In an era of sharp divisiveness in opinions, and norms that break down civil discourse, a more intentional approach to listening and communicating respectfully has been proposed using techniques from contemplative practices. In 2016-2017 the first PASSHE Mindfulness Conference was held where representatives from 12 State System Schools reported the work they have been doing at their university related to mindfulness programs. This work intersects with social justice in providing faculty, staff and students techniques to deeply listen, shift perspectives and respect others while engaging in difficult conversations.
Scott Yannick, WCU Student Volunteer
Dr. Kim Weiner, Psychologist and Professor at Indiana University of Pennsylvania, Coordinator for the Mindfulness Living Learning Community
Kim Weiner is Psychologist and Professor at Indiana University of Pennsylvania. Her work in the Student Counseling Center is focused on integrating mindfulness skills into student counseling. In her work as the Coordinator for the Mindfulness Living Learning Community, she is helping to bring faculty, students and staff together to find opportunities to bring mindfulness and contemplative practices to their lives, their learning and work.

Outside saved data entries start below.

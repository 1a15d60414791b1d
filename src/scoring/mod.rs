// Copyright 2025-present Harīṣh Tummalachērla
// SPDX-License-Identifier: Apache-2.0

//! Scoring and ranking: how results get their order.
//!
//! The key insight is that deal status dominates everything else. A loyalty
//! item with a long name beats a plain item with a short one. Name length only
//! separates items within the same deal class.

mod core;
pub mod ranking;

pub use core::*;
pub use ranking::{
    compare_by_relevance, discount_percent, rank_stores_by_keyword, sort_by_relevance, top_deals,
    OrderedFloat,
};
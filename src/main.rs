// Copyright 2025-present Harīṣh Tummalachērla
// SPDX-License-Identifier: Apache-2.0

use clap::Parser;
use tracing_subscriber::EnvFilter;

mod cli;
use cli::Cli;

fn init_logging(level: Option<&str>) {
    let filter = match level {
        Some(level) => EnvFilter::new(level),
        None => EnvFilter::try_from_default_env().unwrap_or_else(|_| EnvFilter::new("info")),
    };

    // Logs on stderr; stdout carries results.
    tracing_subscriber::fmt()
        .with_env_filter(filter)
        .with_writer(std::io::stderr)
        .with_target(false)
        .init();
}

fn main() -> anyhow::Result<()> {
    let cli = Cli::parse();
    init_logging(cli.log_level.as_deref());
    cli::run(&cli)
}
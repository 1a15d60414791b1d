// Copyright 2025-present Harīṣh Tummalachērla
// SPDX-License-Identifier: Apache-2.0

//! Query frequency counter.
//!
//! Every validated search records its query here, lowercased and trimmed.
//! Searches run concurrently, so this is the hot write path: a keyword seen
//! before is bumped with an atomic add under the shared read lock, and only
//! a first sighting takes the write lock to add its counter.
//!
//! Counts survive reloads; the tracker is owned by the engine, not by a
//! snapshot.

use crate::types::KeywordCount;
use crate::utils::normalize;
use parking_lot::RwLock;
use std::collections::HashMap;
use std::sync::atomic::{AtomicU64, Ordering};

/// Keyword → number of times searched.
///
/// Grows by one entry per distinct keyword and is never pruned; only a new
/// tracker resets it.
#[derive(Debug, Default)]
pub struct SearchTracker {
    counts: RwLock<HashMap<String, AtomicU64>>,
}

impl SearchTracker {
    pub fn new() -> Self {
        Self::default()
    }

    /// Count one search for `keyword`. Blank keywords are ignored.
    pub fn record(&self, keyword: &str) {
        let keyword = normalize(keyword);
        if keyword.is_empty() {
            return;
        }

        if let Some(counter) = self.counts.read().get(&keyword) {
            counter.fetch_add(1, Ordering::Relaxed);
            return;
        }

        self.counts
            .write()
            .entry(keyword)
            .or_default()
            .fetch_add(1, Ordering::Relaxed);
    }

    /// How many times `keyword` was searched, in any case. 0 if never.
    pub fn frequency(&self, keyword: &str) -> u64 {
        self.counts
            .read()
            .get(&normalize(keyword))
            .map_or(0, |counter| counter.load(Ordering::Relaxed))
    }

    /// The `limit` most searched keywords, most frequent first, ties alphabetical.
    pub fn top(&self, limit: usize) -> Vec<KeywordCount> {
        let mut all: Vec<KeywordCount> = self
            .counts
            .read()
            .iter()
            .map(|(keyword, counter)| KeywordCount {
                keyword: keyword.clone(),
                count: counter.load(Ordering::Relaxed),
            })
            .collect();

        all.sort_by(|a, b| b.count.cmp(&a.count).then_with(|| a.keyword.cmp(&b.keyword)));
        all.truncate(limit);
        all
    }

    /// Number of distinct keywords.
    pub fn len(&self) -> usize {
        self.counts.read().len()
    }

    pub fn is_empty(&self) -> bool {
        self.counts.read().is_empty()
    }
}
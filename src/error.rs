// Copyright 2025-present Harīṣh Tummalachērla
// SPDX-License-Identifier: Apache-2.0

//! Errors that can surface from the catalog engine.
//!
//! There are few of them. The query path never fails: rejected
//! input and empty result sets are values (see [`QueryStatus`]). What can
//! fail is everything that touches the outside world - reading the catalog,
//! parsing it, loading configuration - and all of it happens during reload.
//!
//! [`QueryStatus`]: crate::types::QueryStatus

use std::path::PathBuf;
use thiserror::Error;

/// Errors produced by catalog stores, snapshot construction, and configuration.
#[derive(Debug, Error)]
pub enum CatalogError {
    /// The backing file could not be read or written.
    #[error("failed to access catalog at {path}: {source}")]
    Io {
        path: PathBuf,
        #[source]
        source: std::io::Error,
    },

    /// The catalog data is not a valid item list.
    #[error("malformed catalog data: {0}")]
    Parse(#[from] serde_json::Error),

    /// Two items in one snapshot share an identifier.
    #[error("duplicate item identifier '{id}'")]
    DuplicateId { id: String },

    /// The store could not produce its items right now.
    #[error("catalog store unavailable: {0}")]
    Unavailable(String),

    /// A freshly built snapshot failed its consistency check.
    #[error("inconsistent snapshot: {0}")]
    Inconsistent(String),

    /// A configuration value is out of range.
    #[error("invalid configuration: {0}")]
    Config(String),
}

impl CatalogError {
    pub fn io(path: impl Into<PathBuf>, source: std::io::Error) -> Self {
        Self::Io {
            path: path.into(),
            source,
        }
    }
}

pub type Result<T> = std::result::Result<T, CatalogError>;
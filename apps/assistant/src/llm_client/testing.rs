//! Scripted `CompletionBackend` for pipeline and route tests.

use std::sync::atomic::{AtomicUsize, Ordering};
use std::sync::Mutex;

use async_trait::async_trait;
use futures_util::stream::{self, StreamExt};

use super::{CompletionBackend, DeltaStream, LlmError};
use crate::analysis::prompts::PromptPair;

#[derive(Debug, Clone)]
pub enum Script {
    /// Yields each delta, then ends.
    Deltas(Vec<&'static str>),
    /// Fails before any stream exists.
    OpenFailure { status: u16, message: &'static str },
    /// Yields the deltas, then one mid-stream error.
    BreaksAfter(Vec<&'static str>),
}

pub struct ScriptedBackend {
    script: Script,
    opened: AtomicUsize,
    last_prompt: Mutex<Option<PromptPair>>,
}

impl ScriptedBackend {
    pub fn new(script: Script) -> Self {
        Self {
            script,
            opened: AtomicUsize::new(0),
            last_prompt: Mutex::new(None),
        }
    }

    /// Number of `open_stream` calls made so far.
    pub fn open_count(&self) -> usize {
        self.opened.load(Ordering::SeqCst)
    }

    pub fn last_prompt(&self) -> Option<PromptPair> {
        self.last_prompt.lock().unwrap().clone()
    }
}

#[async_trait]
impl CompletionBackend for ScriptedBackend {
    async fn open_stream(&self, prompt: &PromptPair) -> Result<DeltaStream, LlmError> {
        self.opened.fetch_add(1, Ordering::SeqCst);
        *self.last_prompt.lock().unwrap() = Some(prompt.clone());

        match &self.script {
            Script::Deltas(deltas) => {
                let items: Vec<Result<String, LlmError>> =
                    deltas.iter().map(|d| Ok(d.to_string())).collect();
                Ok(stream::iter(items).boxed())
            }
            Script::OpenFailure { status, message } => Err(LlmError::Api {
                status: *status,
                message: message.to_string(),
            }),
            Script::BreaksAfter(deltas) => {
                let mut items: Vec<Result<String, LlmError>> =
                    deltas.iter().map(|d| Ok(d.to_string())).collect();
                items.push(Err(LlmError::Api {
                    status: 200,
                    message: "connection reset".to_string(),
                }));
                Ok(stream::iter(items).boxed())
            }
        }
    }
}
use axum::response::Html;

const INDEX_HTML: &str = include_str!("../../static/index.html");

/// GET /
/// The single-page form: job description, CV upload and the streamed response.
pub async fn index_handler() -> Html<&'static str> {
    Html(INDEX_HTML)
}
//! Document Extractor — turns an uploaded PDF CV into plain text for the prompt.
//!
//! `pdf-extract` is CPU-bound and can panic on malformed input, so async callers go
//! through `extract_text_blocking`, which runs on the blocking pool.

use std::panic::{catch_unwind, AssertUnwindSafe};
use std::path::{Path, PathBuf};

use thiserror::Error;
use tracing::debug;

#[cfg(test)]
pub mod fixtures;

/// Any failure to read or parse the document. Never carries partial text.
#[derive(Debug, Error)]
#[error("Error reading PDF file: {0}")]
pub struct ExtractionError(pub String);

/// Extracts text page by page, joining non-empty pages with newlines.
/// Returns an empty string when the document has no extractable text.
pub fn extract_text(path: &Path) -> Result<String, ExtractionError> {
    let bytes = std::fs::read(path)
        .map_err(|e| ExtractionError(format!("{}: {e}", path.display())))?;

    let pages = catch_unwind(AssertUnwindSafe(|| {
        pdf_extract::extract_text_from_mem_by_pages(&bytes)
    }))
    .map_err(|_| ExtractionError("PDF parser aborted on malformed input".to_string()))?
    .map_err(|e| ExtractionError(e.to_string()))?;

    let page_count = pages.len();
    let text = join_pages(pages);

    debug!(
        "Extracted {} chars from {} pages of {}",
        text.len(),
        page_count,
        path.display()
    );

    Ok(text)
}

/// Runs `extract_text` on the blocking pool.
pub async fn extract_text_blocking(path: PathBuf) -> Result<String, ExtractionError> {
    tokio::task::spawn_blocking(move || extract_text(&path))
        .await
        .map_err(|e| ExtractionError(format!("extraction task failed: {e}")))?
}

fn join_pages(pages: Vec<String>) -> String {
    pages
        .into_iter()
        .filter(|page| !page.trim().is_empty())
        .collect::<Vec<_>>()
        .join("\n")
        .trim()
        .to_string()
}
use serde_json::{json, Value};
use thiserror::Error;

use crate::extractor::ExtractionError;
use crate::llm_client::LlmError;

/// Guidance returned instead of calling the model when an input is missing.
pub const MISSING_INPUT_MESSAGE: &str = "Please provide both a job description and a PDF CV.";

/// Every way an analysis request can end without a full answer.
/// Each variant is recovered locally and shown to the user as one final string.
#[derive(Debug, Error)]
pub enum PipelineError {
    #[error("missing job description or CV")]
    MissingInput,

    #[error(transparent)]
    Extraction(#[from] ExtractionError),

    #[error(transparent)]
    RemoteApi(#[from] LlmError),

    #[error("{0}")]
    Unexpected(String),
}

impl PipelineError {
    /// Stable machine-readable code sent alongside the message.
    pub fn code(&self) -> &'static str {
        match self {
            PipelineError::MissingInput => "MISSING_INPUT",
            PipelineError::Extraction(_) => "EXTRACTION_ERROR",
            PipelineError::RemoteApi(_) => "API_ERROR",
            PipelineError::Unexpected(_) => "UNEXPECTED_ERROR",
        }
    }

    /// The single terminal string the user sees for this failure.
    pub fn user_message(&self) -> String {
        match self {
            PipelineError::MissingInput => MISSING_INPUT_MESSAGE.to_string(),
            PipelineError::RemoteApi(e) => format!("OpenAI API Error: {e}"),
            PipelineError::Extraction(_) | PipelineError::Unexpected(_) => {
                format!("Unexpected error: {self}")
            }
        }
    }

    /// JSON body for the terminal error event, same shape as the API's error bodies.
    pub fn to_json(&self) -> Value {
        json!({
            "error": {
                "code": self.code(),
                "message": self.user_message()
            }
        })
    }
}
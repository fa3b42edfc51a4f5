use axum::Json;
use serde_json::{json, Value};

/// GET /health
/// Returns a simple status object with service version.
pub async fn health_handler() -> Json<Value> {
    Json(json!({
        "status": "ok",
        "version": env!("CARGO_PKG_VERSION"),
        "service": "job-application-assistant"
    }))
}
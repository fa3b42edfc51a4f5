pub mod analyze;
pub mod health;
pub mod page;

use axum::{
    extract::DefaultBodyLimit,
    routing::{get, post},
    Router,
};

use crate::state::AppState;

pub fn build_router(state: AppState) -> Router {
    let body_limit = state.config.max_upload_bytes;

    Router::new()
        .route("/", get(page::index_handler))
        .route("/health", get(health::health_handler))
        .route("/api/v1/analyze", post(analyze::handle_analyze))
        .layer(DefaultBodyLimit::max(body_limit))
        .with_state(state)
}
//! Incremental decoder for `text/event-stream` bodies.
//!
//! Only `data:` fields matter for chat completions; comments, `event:` and `id:`
//! lines are ignored. Network reads may end anywhere, including mid UTF-8 sequence,
//! so bytes are buffered until a full line is available.

use bytes::{Buf, BytesMut};

const DONE_SENTINEL: &str = "[DONE]";

#[derive(Debug, Clone, PartialEq, Eq)]
pub enum SseFrame {
    Data(String),
    Done,
}

#[derive(Debug, Default)]
pub struct SseDecoder {
    buffer: BytesMut,
}

impl SseDecoder {
    /// Feeds one network read and returns every complete `data:` frame it finished.
    pub fn push(&mut self, chunk: &[u8]) -> Vec<SseFrame> {
        self.buffer.extend_from_slice(chunk);

        let mut frames = Vec::new();
        while let Some(pos) = self.buffer.iter().position(|b| *b == b'\n') {
            let line = self.buffer.split_to(pos);
            self.buffer.advance(1);
            if let Some(frame) = parse_line(&line) {
                frames.push(frame);
            }
        }
        frames
    }

    /// Flushes a trailing line that was not newline-terminated.
    pub fn finish(&mut self) -> Vec<SseFrame> {
        let rest = self.buffer.split();
        parse_line(&rest).into_iter().collect()
    }
}

fn parse_line(line: &[u8]) -> Option<SseFrame> {
    let line = String::from_utf8_lossy(line);
    let line = line.trim_end_matches('\r');
    let payload = line.strip_prefix("data:")?.trim_start();

    if payload.is_empty() {
        None
    } else if payload == DONE_SENTINEL {
        Some(SseFrame::Done)
    } else {
        Some(SseFrame::Data(payload.to_string()))
    }
}
use std::sync::Arc;

use crate::config::Config;
use crate::llm_client::CompletionBackend;

/// Shared application state injected into all route handlers via Axum extractors.
#[derive(Clone)]
pub struct AppState {
    /// Chat-completion backend. `LlmClient` in production, built once at startup.
    pub completions: Arc<dyn CompletionBackend>,
    pub config: Config,
}
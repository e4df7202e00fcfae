pub(crate) mod recorder;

Dr. Donald McCown, Associate Professor of Health, Co-Director, Center for Contemplative Studies, Program Director for Minor in Contemplative Studies at West Chester University
Donald McCown, PhD, is an Associate Professor of Health, Co-Director of the Center for Contemplative Studies, and Program Director of the Minor in Contemplative Studies at West Chester University. He is the author of The Ethical Space of Mindfulness in Clinical Practice (2013), primary author of Teaching Mindfulness: A Practical Guide for Clinicians and Educators, and primary editor of Resources for Teaching Mindfulness: An International Handbook, and presents internationally on questions of the pedagogy and ethics of mindfulness.
Dr. Daniel J. Weinstein, Associate Professor of English and Co-Director of the Center for Digital Humanities and Culture at Indiana University of Pennsylvania
His research, positioned at the intersection of educational technology and the psychology of creativity, focuses on how teachers may best use new technologies to help students prosper as learners and creators.